John Kannenberg, Director and Chief Curator of the Museum of Portable Sound
Professor David Berman, Center for Research in String Theory at Queen Mary, University of London
Przymierska Morgan, a London-based performance duo

Emma Bennett, performance maker
Karen Glossop & Paul Murray, co-founders of Wishbone Theatre
Vanio Papadelli & Tania Batzoglou, performance makers

Tin Can People, The Katie & Pip Project
Marcus Orlandi, performance artist and curator

Mira Loew & Jane Frances Dunlop
Julie Brixey-Williams & Libby Worth, freelance artist and movement practitioner (respectively)

Teri & James Harper-Bailie, artist researchers and collaborative PhD candidates
Marta Zboralska, a second-year AHRC-funded research student in the History of Art department at University College London

 

This is the text that Sophie Grodin and I delivered as an introduction:

Introduction to Twofold symposium



It could begin with this:

A panel where three people from different vantage points talk about something in relation to doubles or twins or a set of two somethings.

It could begin with this:
two people are like two strands comprising a rope which holds together by the pressure of the twist of contradictory forces, without which, it is just fibres reduced to gossamer, easily lost to the wind. 

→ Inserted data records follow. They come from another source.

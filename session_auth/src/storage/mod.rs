mod data_store;
mod errors;
mod schema_validation;
mod session_store;
mod types;

pub use data_store::{
    DB_TABLE_PREFIX, DataStore, PostgresDataStore, SqliteDataStore, connect_data_store,
};
pub use errors::StorageError;
pub use session_store::{
    DB_TABLE_SESSIONS, InMemorySessionStore, SessionStore, SqlSessionStore, session_store_from_env,
};
pub use types::StoredSession;

pub(crate) use schema_validation::{validate_postgres_table_schema, validate_sqlite_table_schema};
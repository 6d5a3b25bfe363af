/// Integration tests for the session-auth library
///
/// These tests drive complete flows through the public API only, over in-memory
/// and SQLite-backed stores.
use chrono::{Duration, Utc};
use std::sync::Arc;

use session_auth::{
    AuthService, CoordinationError, InMemorySessionStore, SessionConfig, SessionError,
    SessionManager, SessionStore, SqlSessionStore, StoredSession, UserSearchField, UserStore,
    UserUpdate, connect_data_store, filter_datum, gen_random_string, require_auth, verify_password,
};

const TEST_COST: u32 = 4;

async fn sqlite_auth_service(
    config: SessionConfig,
) -> Result<AuthService, Box<dyn std::error::Error>> {
    // Sessions and users share one in-memory database
    let data_store = connect_data_store("sqlite::memory:")?;

    let session_store = SqlSessionStore::new(data_store.clone());
    session_store.init().await?;
    let users = UserStore::new(data_store);
    users.init().await?;

    let sessions = SessionManager::new(config, Arc::new(session_store));
    Ok(AuthService::new(sessions, users).with_password_cost(TEST_COST))
}

/// Flow: register → login → current user → logout → session gone
#[tokio::test]
async fn test_register_login_logout_flow() -> Result<(), Box<dyn std::error::Error>> {
    let auth = sqlite_auth_service(SessionConfig::from_seconds(3600)).await?;

    let user = auth.register_user("bob@hbtn.io", "H0lberton").await?;
    assert!(verify_password(&user.hashed_password, "H0lberton"));

    let (logged_in, session_id) = auth.login("bob@hbtn.io", "H0lberton").await?;
    assert_eq!(logged_in.id, user.id);

    let current = auth.current_user(session_id.as_str()).await?;
    assert_eq!(current.email, "bob@hbtn.io");

    auth.logout(session_id.as_str()).await?;
    assert!(matches!(
        auth.current_user(session_id.as_str()).await,
        Err(CoordinationError::Session(SessionError::NotFound))
    ));
    assert!(matches!(
        auth.logout(session_id.as_str()).await,
        Err(CoordinationError::Session(SessionError::NotFound))
    ));
    Ok(())
}

/// Flow: two logins for one user yield independent sessions
#[tokio::test]
async fn test_parallel_sessions_are_independent() -> Result<(), Box<dyn std::error::Error>> {
    let auth = sqlite_auth_service(SessionConfig::new()).await?;
    auth.register_user("alice@example.com", "pw").await?;

    let (_, first) = auth.login("alice@example.com", "pw").await?;
    let (_, second) = auth.login("alice@example.com", "pw").await?;
    assert_ne!(first, second);

    auth.logout(first.as_str()).await?;
    assert!(auth.current_user(first.as_str()).await.is_err());
    assert_eq!(
        auth.current_user(second.as_str()).await?.email,
        "alice@example.com"
    );
    Ok(())
}

/// Flow: password reset through the principal store invalidates the old password
#[tokio::test]
async fn test_password_update_changes_login() -> Result<(), Box<dyn std::error::Error>> {
    let auth = sqlite_auth_service(SessionConfig::new()).await?;
    let user = auth.register_user("carol@example.com", "old-password").await?;

    let new_hash = session_auth::hash_password_with_cost("new-password", TEST_COST)?;
    auth.users()
        .update_user(
            &user.id,
            UserUpdate {
                hashed_password: Some(new_hash),
                reset_token: Some("used-token".to_string()),
                ..Default::default()
            },
        )
        .await?;

    assert!(!auth.valid_login("carol@example.com", "old-password").await?);
    assert!(auth.valid_login("carol@example.com", "new-password").await?);

    let stored = auth
        .users()
        .find_user_by(UserSearchField::Email("carol@example.com".to_string()))
        .await?
        .ok_or("user should exist")?;
    assert_eq!(stored.reset_token.as_deref(), Some("used-token"));
    Ok(())
}

/// Flow: Basic credentials resolve the same user as the password login
#[tokio::test]
async fn test_basic_authorization_flow() -> Result<(), Box<dyn std::error::Error>> {
    let auth = sqlite_auth_service(SessionConfig::new()).await?;
    auth.register_user("bob@hbtn.io", "H0lberton").await?;

    // "bob@hbtn.io:H0lberton"
    let user = auth
        .current_user_from_basic("Basic Ym9iQGhidG4uaW86SDBsYmVydG9u")
        .await?;
    assert_eq!(user.email, "bob@hbtn.io");

    assert!(matches!(
        auth.current_user_from_basic("Bearer token").await,
        Err(CoordinationError::Unauthorized)
    ));
    Ok(())
}

/// The two session backends agree on the full lifecycle, expiry included
#[tokio::test]
async fn test_backends_share_lifecycle() -> Result<(), Box<dyn std::error::Error>> {
    let sql = SqlSessionStore::new(connect_data_store("sqlite::memory:")?);
    sql.init().await?;
    let stores: Vec<Arc<dyn SessionStore>> =
        vec![Arc::new(InMemorySessionStore::new()), Arc::new(sql)];

    for store in stores {
        let manager_store = store.clone();
        let manager = SessionManager::new(SessionConfig::from_seconds(60), store);

        let id = manager.create_session("alice@example.com").await?;
        assert_eq!(
            manager.resolve_session(id.as_str()).await?,
            "alice@example.com"
        );
        manager.destroy_session(id.as_str()).await?;
        assert!(matches!(
            manager.resolve_session(id.as_str()).await,
            Err(SessionError::NotFound)
        ));
        assert!(matches!(
            manager.destroy_session(id.as_str()).await,
            Err(SessionError::NotFound)
        ));

        // An entry older than the expiry is NotFound and removed when read
        let stale = gen_random_string(16)?;
        manager_store
            .put_if_absent(StoredSession {
                session_id: stale.clone(),
                principal_id: "bob@example.com".to_string(),
                created_at: Utc::now() - Duration::seconds(61),
            })
            .await?;
        assert!(matches!(
            manager.resolve_session(stale.as_str()).await,
            Err(SessionError::NotFound)
        ));
        assert!(manager_store.get(&stale).await?.is_none());
    }
    Ok(())
}

#[test]
fn test_request_guard_helpers() {
    let excluded = ["/api/v1/status/", "/api/v1/stat*"];
    assert!(!require_auth(Some("/api/v1/status"), &excluded));
    assert!(!require_auth(Some("/api/v1/stats"), &excluded));
    assert!(require_auth(Some("/api/v1/users"), &excluded));

    let line = filter_datum(
        &["password", "date_of_birth"],
        "xxx",
        "name=egg;email=eggmin@eggsample.com;password=eggcellent;date_of_birth=12/12/1986;",
        ";",
    );
    assert_eq!(
        line,
        "name=egg;email=eggmin@eggsample.com;password=xxx;date_of_birth=xxx;"
    );
}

It could continue like this:

A couple of police officers tell us all about how they work together to complement each other’s strengths. In a kind of good cop bad cop routine. 



It could continue like this, comfortable with the fact that I will never truly know you. 



It could end like this:
A large thunderclap is heard from the sky, and everyone rushes to the windows to watch the largest hail stones they have ever seen falling to the ground. As we look closer, we see that each of the hail stones is really two hail stones, fused together. 



We welcome you to TwoFold – the particularities of working in pairs.

We have been thinking in two’s for about 6 years now and wanted to widen the dialogue. 

We think this will be an opportunity to do that with all of you.

 

What followed (the allure of the evil twin and the dread it expresses; the non-local entangled pairs, the embrace of randomness, the thought experiment in which action here determines reality there; the sound of something meeting resistance; the deep resource of misunderstanding—conflict as a methodology; the duo in which practice comes first (in silvery outfits) in a dovetailing relationship with theory; wrapped up the next morning by a list of questions and the notion that working with another person is a struggle to articulate yourself as well as the other person and that entanglement is not about ignorance but about randomness; followed by sticky navigation, a set of relations that make an understanding: the fix is not finding an answer but in realising the problem is unsolvable; a man and his mirror; a dog and her girl and their dancing shadows; the scaffold upon which their work is made: step, feather, stitch, a game with cards; Homeworks, the interpenetration of work and home, each other; the blue masking tape at the height of 133cm from the floor turning the studio into the study transforming simultaneity from a temporal to a terrestrial state; and then all of us in a room with something to say but hardly any words to say it with) came in such a tumble it was hard to keep it in a straight line but when it was over we knew more as well as had more to know. It was not a mathematical representation of a situation in which each participant’s gain or loss of utility is exactly balanced by the losses or gains of the utility of the other participants. Everyone got more.

 

The symposium was part of TwoFold, a festival of duet work in March & May 2017. TwoFold included all the duet projects made by Karen (with others) since 2009, alongside duet collaborations by other artists, a symposium on issues around working in pairs, and workshops.